In February 2023, Heirloom Carbon Technologies and CarbonCure used carbon dioxide captured from the air in a concrete storage demonstration in San Jose, California. The carbon dioxide was transported from Heirloom's facility and injected into concrete through CarbonCure's process.

In September 2023, Microsoft agreed to purchase carbon removal credits from Heirloom for the removal of up to 315,000 metric tons of carbon dioxide.

In November 2023, Heirloom opened a commercial direct air capture facility in Tracy, California. The facility was designed to capture 1,000 metric tons of carbon dioxide per year.

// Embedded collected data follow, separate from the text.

#[cfg(test)]
mod tests {
    use super::*;
    use crate::types::TypeManager;
    use crate::vm::CodeBuffer;
    use bumpalo::Bump;
    use pretty_assertions::assert_eq;

    fn emitted<'a>(source: Type<'a>, dest: Type<'a>) -> Result<Vec<Instruction>, CastError> {
        let mut sink = CodeBuffer::new();
        sink.emit(Instruction::Nop);
        convert(&mut sink, source, dest)?;
        Ok(sink.instructions()[1..].to_vec())
    }

    #[test]
    fn test_identity_for_every_type() {
        let bump = Bump::new();
        let tm = TypeManager::new(&bump);
        let animal = tm.declare_class("Animal", None, &[]).unwrap();
        let mut types: Vec<Type> = Primitive::ALL.iter().map(|p| Type::Primitive(*p)).collect();
        types.push(tm.object_type());
        types.push(tm.string_type());
        types.push(Type::Class(animal));
        types.push(tm.array(Type::I32).unwrap());
        types.push(Type::Null);

        for ty in types {
            assert_eq!(
                classify(ty, ty, ConversionMode::Implicit),
                Ok(Conversion::Identity),
                "{}",
                ty
            );
            assert_eq!(emitted(ty, ty), Ok(vec![]), "{}", ty);
        }
    }

    #[test]
    fn test_widening_emits_single_conv() {
        assert_eq!(
            emitted(Type::I32, Type::I64),
            Ok(vec![Instruction::Conv(Primitive::I64)])
        );
        assert_eq!(
            emitted(Type::I8, Type::I16),
            Ok(vec![Instruction::Conv(Primitive::I16)])
        );
        assert_eq!(
            emitted(Type::CHAR, Type::F64),
            Ok(vec![Instruction::Conv(Primitive::F64)])
        );
        assert_eq!(
            emitted(Type::I64, Type::F32),
            Ok(vec![Instruction::Conv(Primitive::F32)])
        );
    }

    #[test]
    fn test_widening_table_is_total_and_antisymmetric() {
        for from in Primitive::ALL {
            for to in Primitive::ALL {
                let outcome = classify(
                    Type::Primitive(from),
                    Type::Primitive(to),
                    ConversionMode::Implicit,
                );
                if from == to {
                    assert_eq!(outcome, Ok(Conversion::Identity));
                } else if is_widening(from, to) {
                    assert!(!is_widening(to, from), "{} <-> {}", from, to);
                    assert_eq!(outcome, Ok(Conversion::Widen(to)));
                } else {
                    assert!(outcome.is_err(), "{} -> {} should be rejected", from, to);
                }
            }
        }
    }

    #[test]
    fn test_implicit_narrowing_is_rejected() {
        let result = emitted(Type::I64, Type::I32);
        assert_eq!(
            result,
            Err(CastError::Narrowing {
                from: "i64".into(),
                to: "i32".into(),
            })
        );
        assert!(emitted(Type::F64, Type::F32).is_err());
        assert!(emitted(Type::I16, Type::CHAR).is_err());
        assert!(emitted(Type::CHAR, Type::I16).is_err());
    }

    #[test]
    fn test_explicit_narrowing_is_checked() {
        let mut sink = CodeBuffer::new();
        let conversion = convert_explicit(&mut sink, Type::I64, Type::I8).unwrap();
        assert_eq!(conversion, Conversion::CheckedNarrow(Primitive::I8));
        assert_eq!(
            sink.instructions(),
            &[Instruction::ConvChecked(Primitive::I8)]
        );
    }

    #[test]
    fn test_bool_never_converts_to_numbers() {
        for p in Primitive::ALL.into_iter().filter(|p| p.is_numeric()) {
            let ty = Type::Primitive(p);
            assert!(classify(Type::BOOL, ty, ConversionMode::Explicit).is_err());
            assert!(classify(ty, Type::BOOL, ConversionMode::Explicit).is_err());
        }
    }

    #[test]
    fn test_box_and_unbox() {
        let bump = Bump::new();
        let tm = TypeManager::new(&bump);

        assert_eq!(
            emitted(Type::I32, tm.object_type()),
            Ok(vec![Instruction::Box(Primitive::I32)])
        );
        assert_eq!(
            emitted(tm.object_type(), Type::F64),
            Ok(vec![Instruction::UnboxAny(Primitive::F64)])
        );
        // Only the root class holds boxed values.
        assert!(emitted(Type::I32, tm.string_type()).is_err());
        assert!(emitted(tm.string_type(), Type::I32).is_err());
    }

    #[test]
    fn test_reference_upcast_emits_nothing() {
        let bump = Bump::new();
        let tm = TypeManager::new(&bump);
        let named = tm.declare_interface("Named", &[]).unwrap();
        let animal = tm.declare_class("Animal", None, &[named]).unwrap();
        let dog = tm.declare_class("Dog", Some(animal), &[]).unwrap();

        for target in [Type::Class(animal), Type::Class(named), tm.object_type()] {
            assert_eq!(
                classify(Type::Class(dog), target, ConversionMode::Implicit),
                Ok(Conversion::Upcast)
            );
            assert_eq!(emitted(Type::Class(dog), target), Ok(vec![]));
        }
        assert_eq!(
            classify(Type::Null, Type::Class(dog), ConversionMode::Implicit),
            Ok(Conversion::Upcast)
        );
        let dogs = tm.array(Type::Class(dog)).unwrap();
        let animals = tm.array(Type::Class(animal)).unwrap();
        assert_eq!(
            classify(dogs, animals, ConversionMode::Implicit),
            Ok(Conversion::Upcast)
        );
        assert_eq!(
            classify(dogs, tm.object_type(), ConversionMode::Implicit),
            Ok(Conversion::Upcast)
        );
    }

    #[test]
    fn test_downcast_only_when_explicit() {
        let bump = Bump::new();
        let tm = TypeManager::new(&bump);
        let animal = tm.declare_class("Animal", None, &[]).unwrap();
        let dog = tm.declare_class("Dog", Some(animal), &[]).unwrap();

        assert!(classify(Type::Class(animal), Type::Class(dog), ConversionMode::Implicit).is_err());

        let mut sink = CodeBuffer::new();
        let conversion = convert_explicit(&mut sink, Type::Class(animal), Type::Class(dog)).unwrap();
        assert_eq!(conversion, Conversion::Downcast(dog));
        assert_eq!(sink.instructions(), &[Instruction::CastClass(dog.id)]);
    }

    #[test]
    fn test_unrelated_references_leave_sink_unchanged() {
        let bump = Bump::new();
        let tm = TypeManager::new(&bump);
        let cat = tm.declare_class("Cat", None, &[]).unwrap();
        let dog = tm.declare_class("Dog", None, &[]).unwrap();

        let mut sink = CodeBuffer::new();
        sink.emit(Instruction::LdArg0);
        let before = sink.len();

        for mode in [ConversionMode::Implicit, ConversionMode::Explicit] {
            let result = classify(Type::Class(cat), Type::Class(dog), mode);
            assert_eq!(
                result,
                Err(CastError::Illegal {
                    from: "Cat".into(),
                    to: "Dog".into(),
                })
            );
        }
        assert!(convert(&mut sink, Type::Class(cat), Type::Class(dog)).is_err());
        assert!(convert_explicit(&mut sink, Type::Class(cat), Type::Class(dog)).is_err());
        assert_eq!(sink.len(), before);
    }

    #[test]
    fn test_void_is_never_convertible() {
        let bump = Bump::new();
        let tm = TypeManager::new(&bump);
        for ty in [Type::Void, Type::I32, tm.object_type()] {
            assert!(matches!(
                classify(Type::Void, ty, ConversionMode::Explicit),
                Err(CastError::Void { .. })
            ));
            assert!(matches!(
                classify(ty, Type::Void, ConversionMode::Explicit),
                Err(CastError::Void { .. })
            ));
        }
    }

    #[test]
    fn test_classification_is_deterministic() {
        for from in Primitive::ALL {
            for to in Primitive::ALL {
                let first = emitted(Type::Primitive(from), Type::Primitive(to));
                let second = emitted(Type::Primitive(from), Type::Primitive(to));
                assert_eq!(first, second);
            }
        }
    }

    #[test]
    fn test_promote() {
        assert_eq!(promote(Primitive::I8, Primitive::I16), Some(Primitive::I32));
        assert_eq!(promote(Primitive::I32, Primitive::I64), Some(Primitive::I64));
        assert_eq!(promote(Primitive::I64, Primitive::F32), Some(Primitive::F32));
        assert_eq!(promote(Primitive::F32, Primitive::F64), Some(Primitive::F64));
        assert_eq!(promote(Primitive::Char, Primitive::Char), Some(Primitive::I32));
        assert_eq!(promote(Primitive::Bool, Primitive::I32), None);
    }
}
impl<'a> Reference<'a> {
    pub fn argument(index: usize, ty: Type<'a>, name: &'a str) -> Result<Self, CompileError> {
        check_declared("argument", name, ty)?;
        let index = check_slot("argument", index)?;
        Ok(Reference::Argument { index, ty, name })
    }

    pub fn local(slot: usize, ty: Type<'a>, name: &'a str) -> Result<Self, CompileError> {
        check_declared("local", name, ty)?;
        let slot = check_slot("local", slot)?;
        Ok(Reference::Local { slot, ty, name })
    }

    /// Reference to `field`, read through `target` for instance fields.
    pub fn field(
        field: &'a FieldInfo<'a>,
        target: Option<&'a Expr<'a>>,
    ) -> Result<Self, CompileError> {
        let qualified = || crate::format!("{}.{}", field.owner.name, field.name);
        check_declared("field", &qualified(), field.ty)?;

        match (field.is_static, target) {
            (true, Some(_)) => {
                return Err(OperandError::UnexpectedTarget {
                    what: "field",
                    name: qualified(),
                }
                .into());
            }
            (false, None) => {
                return Err(OperandError::MissingTarget {
                    what: "field",
                    name: qualified(),
                }
                .into());
            }
            (false, Some(target)) => {
                let owner = Type::Class(field.owner);
                if target.0.is_void() {
                    return Err(OperandError::VoidValue.into());
                }
                if target.0 != owner && !target.0.is_assignable_to(&owner) {
                    return Err(OperandError::InvalidOperandType {
                        op: ".",
                        ty: crate::format!("{}", target.0),
                    }
                    .into());
                }
            }
            (true, None) => {}
        }
        Ok(Reference::Field { field, target })
    }

    pub fn array_element(array: &'a Expr<'a>, index: &'a Expr<'a>) -> Result<Self, CompileError> {
        let elem = array.0.element().ok_or_else(|| OperandError::NotAnArray {
            ty: crate::format!("{}", array.0),
        })?;
        check_declared("array element", &crate::format!("{}", array.0), elem)?;
        if !is_index_type(index.0) {
            return Err(OperandError::InvalidIndexType {
                ty: crate::format!("{}", index.0),
            }
            .into());
        }
        Ok(Reference::ArrayElement { array, index, elem })
    }

    pub fn static_type(&self) -> Type<'a> {
        match self {
            Reference::Argument { ty, .. } | Reference::Local { ty, .. } => *ty,
            Reference::Field { field, .. } => field.ty,
            Reference::ArrayElement { elem, .. } => *elem,
        }
    }

    /// Arguments, locals and static fields: no sub-expressions to evaluate.
    pub fn is_simple(&self) -> bool {
        matches!(
            self,
            Reference::Argument { .. } | Reference::Local { .. } | Reference::Field { target: None, .. }
        )
    }

    pub fn emit_load(&self, sink: &mut dyn InstructionSink) -> Result<(), CompileError> {
        self.verify_load()?;
        self.lower_load(sink)
    }

    /// Assign `value` to this location.
    ///
    /// Emits, in order: the location prefix (instance target, or array and
    /// index), the value, its conversion to this reference's type and the
    /// store. If no implicit conversion exists nothing is emitted.
    pub fn emit_store(
        &self,
        sink: &mut dyn InstructionSink,
        value: &Expr<'a>,
    ) -> Result<(), CompileError> {
        self.verify_store(value)?;
        self.lower_store(sink, value)
    }

    pub fn print(&self, w: &mut CodeWriter) {
        match self {
            Reference::Argument { name, .. } | Reference::Local { name, .. } => w.write(name),
            Reference::Field { field, target } => {
                match target {
                    Some(target) => target.print(w),
                    None => w.write(field.owner.name),
                }
                w.write(".");
                w.write(field.name);
            }
            Reference::ArrayElement { array, index, .. } => {
                array.print(w);
                w.write("[");
                index.print(w);
                w.write("]");
            }
        }
    }

    pub(crate) fn verify_load(&self) -> Result<(), CompileError> {
        match self {
            Reference::Argument { .. } | Reference::Local { .. } => Ok(()),
            Reference::Field { target, .. } => match target {
                Some(target) => target.verify(),
                None => Ok(()),
            },
            Reference::ArrayElement { array, index, .. } => {
                array.verify()?;
                index.verify()
            }
        }
    }

    pub(crate) fn verify_store(&self, value: &Expr<'a>) -> Result<(), CompileError> {
        if value.0.is_void() {
            return Err(OperandError::VoidValue.into());
        }
        self.verify_load()?;
        value.verify()?;
        casting::classify(value.0, self.static_type(), ConversionMode::Implicit)?;
        Ok(())
    }

    pub(crate) fn lower_load(&self, sink: &mut dyn InstructionSink) -> Result<(), CompileError> {
        match self {
            Reference::Argument { index, .. } => sink.emit(Instruction::load_arg(*index)),
            Reference::Local { slot, .. } => sink.emit(Instruction::load_local(*slot)),
            Reference::Field { field, target } => match target {
                Some(target) => {
                    target.lower(sink)?;
                    sink.emit(Instruction::LdFld(field.id));
                }
                None => sink.emit(Instruction::LdsFld(field.id)),
            },
            Reference::ArrayElement { array, index, elem } => {
                array.lower(sink)?;
                index.lower(sink)?;
                sink.emit(Instruction::LdElem(ElemKind::of(*elem)));
            }
        }
        Ok(())
    }

    pub(crate) fn lower_store(
        &self,
        sink: &mut dyn InstructionSink,
        value: &Expr<'a>,
    ) -> Result<(), CompileError> {
        match self {
            Reference::Field {
                target: Some(target),
                ..
            } => target.lower(sink)?,
            Reference::ArrayElement { array, index, .. } => {
                array.lower(sink)?;
                index.lower(sink)?;
            }
            _ => {}
        }

        value.lower(sink)?;
        casting::convert(sink, value.0, self.static_type())?;

        sink.emit(match self {
            Reference::Argument { index, .. } => Instruction::store_arg(*index),
            Reference::Local { slot, .. } => Instruction::store_local(*slot),
            Reference::Field {
                field,
                target: Some(_),
            } => Instruction::StFld(field.id),
            Reference::Field { field, target: None } => Instruction::StsFld(field.id),
            Reference::ArrayElement { elem, .. } => Instruction::StElem(ElemKind::of(*elem)),
        });
        Ok(())
    }
}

The Tracy facility uses trays containing treated limestone to absorb carbon dioxide from the air. After absorption, the material is heated to release the carbon dioxide, and the material is then reused.

The carbon dioxide captured at the Tracy facility is stored in concrete through Heirloom's work with CarbonCure.

By 2025, Heirloom Carbon Technologies was involved in Project Cypress, a direct air capture hub in Louisiana with Battelle and Climeworks. The project was part of the U.S. Department of Energy's direct air capture hub program.

== Technology ==
Heirloom's direct air capture system uses limestone as the capture material. Limestone naturally absorbs carbon dioxide, and the company's process is designed to accelerate that absorption cycle.

The process involves exposing treated limestone to air, separating the captured carbon dioxide through heat, and reusing the material for additional capture cycles.

== Facilities and projects ==
Heirloom's Tracy, California facility has an annual capture capacity of 1,000 metric tons of carbon dioxide.

Project Cypress is a Louisiana direct air capture hub involving Battelle, Climeworks, and Heirloom Carbon Technologies. The project was included among U.S. Department of Energy-backed direct air capture hub projects.